Last month Daniel Aaronson tried a very high profiled case in Broward County, Florida. The facts were certainly not a defense attorney’s dream. But what made the case even more difficult to try was the media attention.
As First Amendment attorneys and criminal defense attorneys, we continually have two of our strongest beliefs pitted against each other. That being the First Amendment and freedom of the press and the Fifth and Fourteenth Amendments Due Process rights for those who are criminally accused. Sometimes these competing interests leave those of us who do believe in a free press and the right of an accused to get a fair trial in a quandary as to which should supersede which.
From the First Amendment standpoint, how can there be anything more important than the right of the public to know? How can there be anything more important than our system of justice being made public for all to see instead of the times when justice was dispensed behind close doors and therefore was justice really dispensed.
From the other side, comes the ardent belief that nothing is more important in this country than the right of the accused to get a fair trial.

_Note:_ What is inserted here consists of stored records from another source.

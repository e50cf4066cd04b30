//! Builds the run [Config] from command-line input.
//!
//! There is no configuration file. The value is constructed once at startup and handed by
//! reference to the [crate::core::Lister], so the engine never reads process-global flags.

use crate::config::DisplayMode;
use crate::core::terminal::{stdout_is_tty, terminal_width};
use crate::ui::palette::ArchiveTable;
use crate::utils::cli::Cli;

use std::path::PathBuf;

/// Immutable settings of one lsx run.
#[derive(Debug, Clone, PartialEq, Eq)]
pub struct Config {
    mode: DisplayMode,
    recursive: bool,
    color: bool,
    term_width: usize,
    archives: ArchiveTable,
}

impl Config {
    /// A config with coloring on, an 80 column width and the built-in archive table.
    pub fn new(mode: DisplayMode, recursive: bool) -> Self {
        Self {
            mode,
            recursive,
            color: true,
            term_width: crate::core::layout::DEFAULT_TERM_WIDTH,
            archives: ArchiveTable::default(),
        }
    }

    /// Resolves parsed arguments against the current terminal.
    ///
    /// Width comes from `--width` when it is non-zero, otherwise from the terminal.
    pub fn from_cli(cli: &Cli) -> Self {
        let mode = DisplayMode::from_flags(cli.long, cli.horizontal);
        let term_width = match cli.width {
            Some(w) if w > 0 => w,
            _ => terminal_width(),
        };
        let color = cli.color.enabled(stdout_is_tty());

        let config = Self::new(mode, cli.recursive)
            .with_color(color)
            .with_term_width(term_width)
            .with_archives(ArchiveTable::with_extra(&cli.archive_suffix));
        log::debug!("resolved config: {config:?}");
        config
    }

    pub fn with_color(mut self, color: bool) -> Self {
        self.color = color;
        self
    }

    /// Sets the width used by the grid and horizontal layouts. Zero is raised to one.
    pub fn with_term_width(mut self, width: usize) -> Self {
        self.term_width = width.max(1);
        self
    }

    pub fn with_archives(mut self, archives: ArchiveTable) -> Self {
        self.archives = archives;
        self
    }

    // Getters

    #[inline]
    pub fn mode(&self) -> DisplayMode {
        self.mode
    }

    #[inline]
    pub fn recursive(&self) -> bool {
        self.recursive
    }

    #[inline]
    pub fn color(&self) -> bool {
        self.color
    }

    #[inline]
    pub fn term_width(&self) -> usize {
        self.term_width
    }

    #[inline]
    pub fn archives(&self) -> &ArchiveTable {
        &self.archives
    }
}

impl Default for Config {
    fn default() -> Self {
        Self::new(DisplayMode::Grid, false)
    }
}

/// Paths to list: the given ones in order, or the current directory.
pub fn target_paths(cli: &Cli) -> Vec<PathBuf> {
    if cli.paths.is_empty() {
        vec![PathBuf::from(".")]
    } else {
        cli.paths.clone()
    }
}

#[cfg(test)]
mod tests {
    use super::*;
    use clap::Parser;

    #[test]
    fn flags_map_to_config() {
        let cli = Cli::parse_from(["lsx", "-xl", "-R", "--width", "120", "--color", "never"]);
        let config = Config::from_cli(&cli);
        assert_eq!(config.mode(), DisplayMode::Long);
        assert!(config.recursive());
        assert!(!config.color());
        assert_eq!(config.term_width(), 120);
    }

    #[test]
    fn archive_suffixes_from_cli() {
        let cli = Cli::parse_from(["lsx", "--archive-suffix", "7z", "--archive-suffix", ".rar"]);
        let config = Config::from_cli(&cli);
        assert!(config.archives().matches("a.7z"));
        assert!(config.archives().matches("a.rar"));
        assert!(config.archives().matches("a.tgz"));
    }

    #[test]
    fn no_paths_means_current_dir() {
        let cli = Cli::parse_from(["lsx"]);
        assert_eq!(target_paths(&cli), vec![PathBuf::from(".")]);

        let cli = Cli::parse_from(["lsx", "b", "a"]);
        assert_eq!(target_paths(&cli), vec![PathBuf::from("b"), PathBuf::from("a")]);
    }

    #[test]
    fn zero_width_is_clamped() {
        assert_eq!(Config::default().with_term_width(0).term_width(), 1);
    }
}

From this standpoint, the right of the public to know can only take a backseat to the right that the accused be given his fair day in court and one not jaded by media exposure.
To us, however, the most important aspect of this debate is that both of these rights need to co-exist together because in essence they protect the same things. How can a person expect a fair trial, if these trials are done in secrecy without media attention and exposure? On the other hand, what good is media exposure and the revealing of a process if in fact the process is not one that is fair and lacking due process? The answer is they must exist together.
Certainly there are times when the First Amendment yields to due process concerns. In those limited situations, courts do hold “in camera” proceedings (out of the sight of the public). On the converse, there are also the times when media exposure has the tendency to inhibit or retard the ability of the defendant to get a fair trial but the First Amendment concerns still must prevail and allow the public the right to know. In these situations, gag orders, requests to the media not to show facial depictions, even orders from the court that media not talk to the attorneys involved, can at times protect and insure those due process rights.
The bottom line of all this is that as long as we cherish the First Amendment and as long as we cherish a person’s right to get a fair trial, these two competing principles of the law will in fact compete. As a First Amendment attorney we would not say that a defendant’s due process rights should take a backseat to the public’s right to know. And as criminal defense attorneys we would not say that the defendant’s right to a fair trial supersedes that public’s right to know.
Rather, there needs to be that balancing between those competing interests. Sometimes these balancings work well and sometimes they do not. But, the only way to handle these problems is on a case by case basis. Any rule that would favor the First Amendment over the defendant’s right to a fair trial or the converse in and of itself is legally flawed.
These two competing interests must be allowed to compete. Without these competing interests, two of the most fundamental interests that we have in this country, our country would not be the same. The media still needs to realize that they are part of a larger process. That they are part of a comprehensive set of laws and rules that all have as their goal keeping this country and making this country the freest and fairest country on earth.